Although IPA provides a highly useful methodology for generating rich and nuanced insight into the experiences of research participants [32], some limitations should be discussed and taken into account when interpreting the results of this study (see Tuffour [39] for common limitations associated with the use of IPA). For instance, it is essential to bear in mind that IPA is fundamentally a subjective research approach [32, 39], which means that other researchers may find different results when replicating the present study. However, the participant checks indicated that the results had captured the experiences of the participants and allowed further clarification of the continuous learning process after returning to work (Phases 3 and 4), thereby enhancing the reliability of the findings. Also, the study is based only on “success cases,” which did not allow comparisons with young employees who were still in the process of rehabilitating, or with those who saw themselves as having recovered but who had stopped working permanently. Future studies are encouraged to pursue such comparisons. Besides the limitations, the present study addressed a pivotal knowledge gap as not many studies focused on explaining successful rehabilitation after burnout [19–21], and none focused on young employees. Finally, most studies have employed interviews using predefined interview questions, whereas interviews in the present study were guided by timelines [34] made by the participants, which inevitably allowed probing on context-specific experiences and events underlying successful rehabilitation.
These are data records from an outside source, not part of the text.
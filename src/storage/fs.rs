//! Filesystem-backed storage
//!
//! Each storage path maps to a file below a root directory. Writes go to a
//! sibling temporary file first and are renamed into place.

use std::fs;
use std::io::ErrorKind;
use std::path::{Path, PathBuf};

use walkdir::WalkDir;

use super::Storage;
use crate::error::{LightstackError, Result};

/// Suffix of the scratch file used for atomic replacement
const TEMP_SUFFIX: &str = ".tmp";

/// Storage rooted at a directory on disk
#[derive(Debug, Clone)]
pub struct FsStorage {
    root: PathBuf,
}

impl FsStorage {
    /// Create storage rooted at `root`, creating the directory if needed
    pub fn new(root: impl Into<PathBuf>) -> Result<Self> {
        let root = root.into();
        fs::create_dir_all(&root).map_err(|e| LightstackError::Persistence {
            path: root.clone(),
            source: e,
        })?;
        Ok(Self { root })
    }

    /// Get the root directory
    pub fn root(&self) -> &Path {
        &self.root
    }

    fn resolve(&self, path: &str) -> PathBuf {
        path.split('/')
            .filter(|segment| !segment.is_empty())
            .fold(self.root.clone(), |acc, segment| acc.join(segment))
    }
}

impl Storage for FsStorage {
    fn read(&self, path: &str) -> Result<Option<String>> {
        let file = self.resolve(path);
        match fs::read_to_string(&file) {
            Ok(contents) => Ok(Some(contents)),
            Err(e) if e.kind() == ErrorKind::NotFound => Ok(None),
            Err(e) => Err(LightstackError::Persistence {
                path: file,
                source: e,
            }),
        }
    }

    fn write(&self, path: &str, contents: &str) -> Result<()> {
        let file = self.resolve(path);

        if let Some(parent) = file.parent() {
            fs::create_dir_all(parent).map_err(|e| LightstackError::Persistence {
                path: parent.to_path_buf(),
                source: e,
            })?;
        }

        let mut temp = file.clone().into_os_string();
        temp.push(TEMP_SUFFIX);
        let temp = PathBuf::from(temp);

        fs::write(&temp, contents).map_err(|e| LightstackError::Persistence {
            path: temp.clone(),
            source: e,
        })?;
        fs::rename(&temp, &file).map_err(|e| LightstackError::Persistence {
            path: file,
            source: e,
        })
    }

    fn children(&self, path: &str) -> Result<Vec<String>> {
        let dir = self.resolve(path);
        if !dir.is_dir() {
            return Ok(Vec::new());
        }

        let mut names: Vec<String> = WalkDir::new(&dir)
            .min_depth(1)
            .max_depth(1)
            .into_iter()
            .filter_map(|entry| entry.ok())
            .map(|entry| entry.file_name().to_string_lossy().to_string())
            .filter(|name| !name.ends_with(TEMP_SUFFIX))
            .collect();
        names.sort();
        Ok(names)
    }

    fn exists(&self, path: &str) -> bool {
        self.resolve(path).exists()
    }

    fn remove(&self, path: &str) -> Result<()> {
        let target = self.resolve(path);
        let result = if target.is_dir() {
            fs::remove_dir_all(&target)
        } else {
            fs::remove_file(&target)
        };

        match result {
            Ok(()) => Ok(()),
            Err(e) if e.kind() == ErrorKind::NotFound => Ok(()),
            Err(e) => Err(LightstackError::Persistence {
                path: target,
                source: e,
            }),
        }
    }
}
The rehabilitation process consists of four phases (i.e., facing the crisis; addressing the root causes; seizing and achieving the opportunity; and staying at work). Key GRRs underlying successful rehabilitation include social support from family, friends, and colleagues, along with an individual’s feelings of control over the recovery process. Key SRRs include being labeled as sick and receiving financial support (Phase 1), using a combination of therapies and professional help (Phase 2), being able to share experiences with colleagues (Phase 3), and experiencing work as a source of meaningfulness (Phase 4). Phases 3 and 4 entail a continuous learning process, which enables young employees to maintain a stable and meaningful working life, thus constituting an experience that could potentially strengthen SOC.

Conflict of interest

The authors declare that they have no competing interest.
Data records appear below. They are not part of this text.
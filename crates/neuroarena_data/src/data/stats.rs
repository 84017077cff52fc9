use serde::{Deserialize, Serialize};

/// Read-only population summary handed to observers.
#[derive(Debug, Clone, Default, PartialEq, Serialize, Deserialize)]
pub struct PopulationStats {
    /// Current generation number (0-based).
    pub generation: u32,
    /// Tick within the current generation.
    pub tick: u64,
    /// Total population size, dead agents included.
    pub population: usize,
    /// Number of living agents.
    pub alive: usize,
    /// Living predators.
    pub predators: usize,
    /// Living prey.
    pub prey: usize,
    /// Mean fitness over the whole population.
    pub avg_fitness: f64,
    /// Highest fitness in the population.
    pub max_fitness: f64,
    /// Lowest fitness in the population.
    pub min_fitness: f64,
    /// Sum of every agent's kill counter.
    pub total_kills: u32,
    /// Unconsumed food items on the map.
    pub food_count: usize,
}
This study was funded by the internal funds of two chair groups—Health and Society and Rural Sociology—at Wageningen University and Research in the Netherlands. We are grateful to all of our participants, who allowed an in-depth analysis of the phenomena of successful rehabilitation. Finally, we would like to thank Britt van Bladel (Master’s student in Communication, Health, and Life Sciences) for her substantial contribution to the data collection.